Growing up in Leicester, Armitage became enamoured with acting and dance, enrolling at drama school LAMDA in 1995. After a series of small parts on stage and screen, his breakout role was as mill owner John Thornton in North & South in 2004, a romantic period drama based on the 1855 novel by Elizabeth Gaskell that had newspapers calling him the new Mr Darcy.
He played Guy of Gisborne in the BBC’s adaptation of Robin Hood from 2006 to 2009, and then Lucas North in Spooks and had another big breakout as Thorin Oakenshield in The Hobbit trilogy, which brought him to global attention. He was also building a stage career with acclaimed roles such as John Proctor in The Crucible at the Old Vic in 2014, and recently he has been in successful Netflix shows The Stranger and Stay Close, and appeared as serial killer Francis Dolarhyde in the third season of Hannibal.
“It’s interesting talking about North & South and The Crucible,” he says. “In both those instances you’re dealing with good men who have this crack in them. I am interested in these people with big flaws that run through them.”
William is certainly flawed, though the show is different to anything he has done before. “This is a different space. But then, I never in a million years thought I’d be climbing over a table and biting the face off a man glued to a wheelchair [in Hannibal]. I looked at that and went ‘Crikey, that’s a lot’, but it might not get the same response as Obsession.
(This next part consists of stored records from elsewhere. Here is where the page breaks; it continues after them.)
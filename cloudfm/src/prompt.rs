use std::io::{self, BufRead, Write};
use std::path::PathBuf;

/// User interaction needed by bulk operations. A `false` confirmation or a
/// `None` path cancels the pending operation before it has side effects.
pub trait Prompter {
    fn confirm(&mut self, message: &str) -> bool;

    fn choose_save_path(&mut self, suggested: &str) -> Option<PathBuf>;
}

/// Terminal prompter: confirmations read `y/N` from stdin unless
/// `assume_yes` is set, save paths come from `--output` or the suggestion.
pub struct ConsolePrompter {
    assume_yes: bool,
    output: Option<PathBuf>,
}

impl ConsolePrompter {
    pub fn new(assume_yes: bool, output: Option<PathBuf>) -> Self {
        Self { assume_yes, output }
    }

    fn read_answer(message: &str) -> io::Result<bool> {
        let mut stderr = io::stderr().lock();
        write!(stderr, "{message} [y/N] ")?;
        stderr.flush()?;
        let mut line = String::new();
        io::stdin().lock().read_line(&mut line)?;
        Ok(is_yes(&line))
    }
}

impl Prompter for ConsolePrompter {
    fn confirm(&mut self, message: &str) -> bool {
        if self.assume_yes {
            return true;
        }
        Self::read_answer(message).unwrap_or(false)
    }

    fn choose_save_path(&mut self, suggested: &str) -> Option<PathBuf> {
        Some(
            self.output
                .clone()
                .unwrap_or_else(|| PathBuf::from(suggested)),
        )
    }
}

fn is_yes(answer: &str) -> bool {
    matches!(answer.trim().to_ascii_lowercase().as_str(), "y" | "yes")
}
use std::fmt;
use std::io;
use std::path::PathBuf;

use thiserror::Error;

#[derive(Debug, Clone, Copy, PartialEq, Eq)]
pub enum FileOp {
    Write,
    Delete,
}

impl fmt::Display for FileOp {
    fn fmt(&self, f: &mut fmt::Formatter<'_>) -> fmt::Result {
        match self {
            FileOp::Write => f.write_str("write"),
            FileOp::Delete => f.write_str("delete"),
        }
    }
}

#[derive(Debug, Error)]
pub enum StorageError {
    #[error("failed to connect to app {scope}: {reason}")]
    Connection { scope: u32, reason: String },
    #[error("storage is unavailable: {0}")]
    Unavailable(String),
    #[error("failed to read {name}: {reason}")]
    Read { name: String, reason: String },
    #[error("{op} of {name} was rejected by the backend: {reason}")]
    Rejected {
        name: String,
        op: FileOp,
        reason: String,
    },
    #[error("{op} of {name} failed: {reason}")]
    Transfer {
        name: String,
        op: FileOp,
        reason: String,
    },
    #[error("local I/O error on {}: {source}", path.display())]
    LocalIo {
        path: PathBuf,
        #[source]
        source: io::Error,
    },
}

impl StorageError {
    pub fn local_io(path: impl Into<PathBuf>, source: io::Error) -> Self {
        StorageError::LocalIo {
            path: path.into(),
            source,
        }
    }

    pub fn read(name: &str, reason: impl Into<String>) -> Self {
        StorageError::Read {
            name: name.to_string(),
            reason: reason.into(),
        }
    }

    pub fn rejected(name: &str, op: FileOp, reason: impl Into<String>) -> Self {
        StorageError::Rejected {
            name: name.to_string(),
            op,
            reason: reason.into(),
        }
    }

    /// Backend refusals (quota, permissions) rather than broken transport.
    pub fn is_soft(&self) -> bool {
        matches!(self, StorageError::Rejected { .. })
    }
}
“But I do think it’s a shame that we’re just a bit closed to that amazing side of ourselves that we will all feel in our lives. Some of us may not feel extreme rage, but I’m pretty sure most of us will feel extreme passion.”
In the book, though not in the show, William is a surgeon turned politician. “I was thinking there’s not many people who feel that overwhelming passion for somebody and take you down a road where it shatters your life. Then I thought about our politicians and went, ‘There’s a few people in politics that might watch this and relate to it’,” Armitage says, and just as I open my mouth to follow up, he gently shuts me down with a smile. “I’m not going to mention any names.”